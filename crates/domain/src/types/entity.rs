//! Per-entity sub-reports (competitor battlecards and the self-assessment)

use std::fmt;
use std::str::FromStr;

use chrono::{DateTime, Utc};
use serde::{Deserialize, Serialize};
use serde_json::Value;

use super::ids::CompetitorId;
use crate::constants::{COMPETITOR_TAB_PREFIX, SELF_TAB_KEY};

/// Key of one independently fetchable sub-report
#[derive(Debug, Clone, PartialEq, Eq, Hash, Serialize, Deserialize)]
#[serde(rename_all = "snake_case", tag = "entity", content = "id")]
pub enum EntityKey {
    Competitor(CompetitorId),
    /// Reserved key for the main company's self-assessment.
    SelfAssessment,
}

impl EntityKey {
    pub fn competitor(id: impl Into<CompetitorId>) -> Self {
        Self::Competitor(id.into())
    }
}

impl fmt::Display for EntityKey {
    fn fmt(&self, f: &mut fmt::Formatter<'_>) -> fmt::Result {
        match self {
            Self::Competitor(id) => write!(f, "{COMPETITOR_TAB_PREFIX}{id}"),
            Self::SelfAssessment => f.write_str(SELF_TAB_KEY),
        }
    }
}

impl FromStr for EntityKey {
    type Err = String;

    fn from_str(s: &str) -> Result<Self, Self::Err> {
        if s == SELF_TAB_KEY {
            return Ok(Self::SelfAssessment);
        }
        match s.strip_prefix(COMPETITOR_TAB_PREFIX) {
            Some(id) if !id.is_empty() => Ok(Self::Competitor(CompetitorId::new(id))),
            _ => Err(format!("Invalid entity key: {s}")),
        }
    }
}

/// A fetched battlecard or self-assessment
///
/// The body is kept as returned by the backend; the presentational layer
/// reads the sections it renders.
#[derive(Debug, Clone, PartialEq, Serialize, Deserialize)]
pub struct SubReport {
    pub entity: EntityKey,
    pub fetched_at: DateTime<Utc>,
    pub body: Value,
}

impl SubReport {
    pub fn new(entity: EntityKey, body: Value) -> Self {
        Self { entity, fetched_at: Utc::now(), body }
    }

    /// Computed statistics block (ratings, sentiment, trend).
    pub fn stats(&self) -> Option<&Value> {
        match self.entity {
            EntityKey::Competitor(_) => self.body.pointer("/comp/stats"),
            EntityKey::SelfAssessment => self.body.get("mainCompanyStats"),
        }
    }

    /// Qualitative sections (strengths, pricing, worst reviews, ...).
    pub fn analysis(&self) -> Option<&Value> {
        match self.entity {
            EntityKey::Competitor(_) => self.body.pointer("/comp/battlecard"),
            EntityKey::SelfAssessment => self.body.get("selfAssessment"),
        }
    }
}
**********
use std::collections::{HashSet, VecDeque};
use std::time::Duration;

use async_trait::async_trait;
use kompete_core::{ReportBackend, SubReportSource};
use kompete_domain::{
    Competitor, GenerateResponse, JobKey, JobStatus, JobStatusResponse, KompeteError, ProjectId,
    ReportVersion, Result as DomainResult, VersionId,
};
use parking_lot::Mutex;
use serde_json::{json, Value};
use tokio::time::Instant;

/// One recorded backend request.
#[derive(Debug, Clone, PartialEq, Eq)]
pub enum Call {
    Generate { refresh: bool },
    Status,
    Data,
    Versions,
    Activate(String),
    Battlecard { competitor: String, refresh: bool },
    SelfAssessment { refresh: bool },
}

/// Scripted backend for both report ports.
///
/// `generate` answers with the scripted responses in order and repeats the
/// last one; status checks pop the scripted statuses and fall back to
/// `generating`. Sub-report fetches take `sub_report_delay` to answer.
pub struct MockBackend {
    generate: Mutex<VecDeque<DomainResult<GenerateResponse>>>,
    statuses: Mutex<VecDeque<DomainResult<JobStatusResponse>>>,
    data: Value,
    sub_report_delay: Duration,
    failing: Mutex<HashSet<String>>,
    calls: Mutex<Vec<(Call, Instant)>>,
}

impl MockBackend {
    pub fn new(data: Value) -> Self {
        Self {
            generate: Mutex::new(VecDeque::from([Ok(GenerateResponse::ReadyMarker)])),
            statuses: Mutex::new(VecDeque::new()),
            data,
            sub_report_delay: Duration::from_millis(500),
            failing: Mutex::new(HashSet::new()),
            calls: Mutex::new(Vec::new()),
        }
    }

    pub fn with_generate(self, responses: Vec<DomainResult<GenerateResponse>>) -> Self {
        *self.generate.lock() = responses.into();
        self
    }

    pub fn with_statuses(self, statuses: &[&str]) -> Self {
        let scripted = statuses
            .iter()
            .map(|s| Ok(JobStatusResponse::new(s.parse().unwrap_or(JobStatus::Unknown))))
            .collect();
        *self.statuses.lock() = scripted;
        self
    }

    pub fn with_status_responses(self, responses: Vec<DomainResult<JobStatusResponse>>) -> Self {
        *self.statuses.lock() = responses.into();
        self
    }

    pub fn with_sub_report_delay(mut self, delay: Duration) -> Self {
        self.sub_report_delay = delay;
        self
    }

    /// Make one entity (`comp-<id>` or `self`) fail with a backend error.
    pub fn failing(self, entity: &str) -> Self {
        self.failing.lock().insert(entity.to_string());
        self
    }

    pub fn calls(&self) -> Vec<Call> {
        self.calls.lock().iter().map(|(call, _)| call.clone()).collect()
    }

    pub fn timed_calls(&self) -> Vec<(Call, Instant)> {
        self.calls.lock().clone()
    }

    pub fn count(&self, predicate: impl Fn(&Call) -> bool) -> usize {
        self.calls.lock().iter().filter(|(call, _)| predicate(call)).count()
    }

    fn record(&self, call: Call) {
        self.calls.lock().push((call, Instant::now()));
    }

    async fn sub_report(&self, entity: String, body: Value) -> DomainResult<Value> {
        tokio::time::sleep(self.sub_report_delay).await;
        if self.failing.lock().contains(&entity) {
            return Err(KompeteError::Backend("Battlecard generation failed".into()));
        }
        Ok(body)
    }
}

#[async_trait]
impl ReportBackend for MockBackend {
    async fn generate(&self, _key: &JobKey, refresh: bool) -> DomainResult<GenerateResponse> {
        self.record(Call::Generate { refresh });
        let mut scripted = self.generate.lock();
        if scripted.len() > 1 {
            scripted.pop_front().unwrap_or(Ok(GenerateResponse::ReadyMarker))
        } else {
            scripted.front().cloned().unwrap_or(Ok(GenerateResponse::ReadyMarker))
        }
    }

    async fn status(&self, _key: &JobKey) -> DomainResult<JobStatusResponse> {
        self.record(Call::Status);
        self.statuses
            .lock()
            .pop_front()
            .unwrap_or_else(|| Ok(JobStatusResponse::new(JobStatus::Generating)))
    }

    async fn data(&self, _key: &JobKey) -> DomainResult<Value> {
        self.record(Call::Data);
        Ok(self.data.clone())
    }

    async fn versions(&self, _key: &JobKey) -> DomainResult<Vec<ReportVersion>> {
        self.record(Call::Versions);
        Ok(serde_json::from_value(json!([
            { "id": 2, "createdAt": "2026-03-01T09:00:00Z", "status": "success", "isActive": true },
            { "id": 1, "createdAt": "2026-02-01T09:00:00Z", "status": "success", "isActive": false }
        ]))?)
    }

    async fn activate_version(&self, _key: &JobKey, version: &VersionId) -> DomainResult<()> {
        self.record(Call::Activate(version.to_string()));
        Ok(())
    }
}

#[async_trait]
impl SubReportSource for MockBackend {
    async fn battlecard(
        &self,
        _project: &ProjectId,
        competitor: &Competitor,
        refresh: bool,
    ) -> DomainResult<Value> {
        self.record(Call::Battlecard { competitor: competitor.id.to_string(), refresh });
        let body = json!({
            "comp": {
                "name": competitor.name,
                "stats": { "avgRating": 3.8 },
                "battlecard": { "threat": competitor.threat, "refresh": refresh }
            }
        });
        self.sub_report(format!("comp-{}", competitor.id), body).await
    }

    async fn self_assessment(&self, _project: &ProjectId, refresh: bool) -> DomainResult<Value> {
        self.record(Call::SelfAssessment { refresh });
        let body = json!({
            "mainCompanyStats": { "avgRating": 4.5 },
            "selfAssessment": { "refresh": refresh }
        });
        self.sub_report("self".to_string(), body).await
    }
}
**********
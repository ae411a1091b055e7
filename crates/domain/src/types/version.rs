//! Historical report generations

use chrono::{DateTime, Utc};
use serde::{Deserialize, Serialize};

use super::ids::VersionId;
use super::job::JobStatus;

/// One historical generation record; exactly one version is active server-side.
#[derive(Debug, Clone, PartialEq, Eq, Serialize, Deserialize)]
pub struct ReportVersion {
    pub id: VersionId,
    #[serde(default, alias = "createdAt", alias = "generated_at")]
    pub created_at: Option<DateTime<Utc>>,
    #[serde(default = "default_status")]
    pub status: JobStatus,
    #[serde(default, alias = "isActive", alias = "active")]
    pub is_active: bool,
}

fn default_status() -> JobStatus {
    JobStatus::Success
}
**********
YOUR ASSIGNMENT – If a line in the data contains the string "await", copy it.

WRITTEN REPLY –
        tokio::time::sleep(self.sub_report_delay).await;
        self.sub_report(format!("comp-{}", competitor.id), body).await
        self.sub_report("self".to_string(), body).await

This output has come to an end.